This morning we woke up to the news that Chrome the browser is also the front end to Chrome the OS, a thin Linux kernel with a browser intended for netbooks. It’s not Android, but it shares some key concepts - and will run on Intel and ARM processors. There’s still a lot missing from what Google’s said, and much remains to be revealed when Chrome OS finally arrives on hardware - but part of me is wondering if Google has fallen into what I think of as “The Gilder Trap”.

George Gilder was sort of famous in the early days of the Internet. He wrote a couple of popular economics textbooks, and one of his suggestions was that wired and wireless would swap places. Data would flow through the airwaves, into pocket devices and all manner of mobile computing hardware. After all, in the air bandwidth was essentially free. Sadly he missed a trick or two. Bandwidth may be free, but the hardware needed to support it certainly wasn’t - and the back haul from base stations to the wider network needs to be hefty. Copper and fibre still remain the most bandwidth efficient way of delivering that last mile, and wireless data is really only just starting to get significant traction - and is already starting to creak at the seams, especially in busy city centres, as well as in the country. Even so, people still believe his 1990s words…

You may think the 50:1 contention ratio for your home DSL connection is high, but that’s nothing compared to the connectivity at a central London cellular base station. Your 3G data card may well be connected at 3 or even 7Mbps, but there’s often not more than a 1Mbps SDSL connection from the base station to the net - and you’re sharing that with everyone else. Trying to get email over a 3G dongle can be trial, especially at peak hours.

Now imagine having to do that with a million other people using Chrome OS-powered netbooks.

Sure, many of them will be hooked up to “free” WiFi connections, but don’t expect them to remain free for long when the costs of running the services increase with a sudden massive leap in demand. Cloud services are bandwidth hungry, pushing expensive UI functionality down to local devices. Google’s Chrome OS’s reliance on Google’s online services (even with Gears’ offline web functionality) will fundamentally change the economics of offering wireless services - and not in a good way for the network operators.

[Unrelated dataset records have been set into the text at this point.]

// SPDX-License-Identifier: PMPL-1.0-or-later
// Copyright (c) 2026 Jonathan D.A. Jewell (hyperpolymath) <jonathan.jewell@open.ac.uk>
//
// Cooperative cancellation for populator runs.

use std::sync::Arc;
use std::sync::atomic::{AtomicBool, Ordering};

/// Shared cancellation flag. Clones observe the same flag.
#[derive(Debug, Clone, Default)]
pub struct CancelToken {
    flag: Arc<AtomicBool>,
}

impl CancelToken {
    pub fn new() -> Self {
        Self::default()
    }

    /// Request cancellation. Idempotent.
    pub fn cancel(&self) {
        self.flag.store(true, Ordering::SeqCst);
    }

    pub fn is_cancelled(&self) -> bool {
        self.flag.load(Ordering::SeqCst)
    }
}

Gilder, like many of the proponents of free services, was right to say that the digital world makes many things essentially free to the end user. However, again like many of today’s freevangelists, he was wrong to ignore the costs of infrastructure. Yes, 0.01p is almost zero, but when a hundred million people are using that low cost service, that fraction of a penny quickly adds up into sizable amounts of pounds.

That’s why there’s minimal cellular data service in huge parts of the world, and why travelling on the Tube cuts you off. It’s just too expensive.

We won’t be “always connected” as much as we want to be - especially in the current economic climate. Capital and operating expenses are being slashed across the board, and even giants like Vodafone are looking to buy other networks just to get access to their base stations. Rolling out the network needed for Chrome OS to be everything that Google wants will take time, and will also take truckloads of money.

Always on and always connected are wonderful ideals - but that’s all they are. It took me a long time to realise this, even as I spent years consulting on massive wireless Internet projects. Chrome OS needs free wireless bandwidth, and that’s not something that’s going to happen for a long time - and a massive spike in demand is something that could push it even further away.

I’d like to be wrong. I like Chrome the browser, I like the Chrome OS concept - and I’m especially fond of many of the HTML 5 features that Google is building into its latest applications and services. The web needs an upgrade, and Google is driving that upgrade.

The web isn’t the only thing that needs an upgrade - wireless data networks (as much as Telstra and the like talk about HSPA+ deployments) need a massive amount of work. However I’ve come to know the restrictions of the mobile networks, and the economic realities facing their operators. Without substantial infusions of cash, that upgrade is a long long way off.

It’s a problem that affects us all - not just Google and Chrome OS. We’re being sold a hyper-connected online world where everything’s available 24 hours a day, wherever we are - what we used to call “Martini computing”: any time, any place. What we’re actually getting is wireless networks like AT&T and O2 which are struggling to cope with the minimal demands of iPhone users. How are they going to cope with bandwidth hungry Chrome OS users running their entire lives through online services?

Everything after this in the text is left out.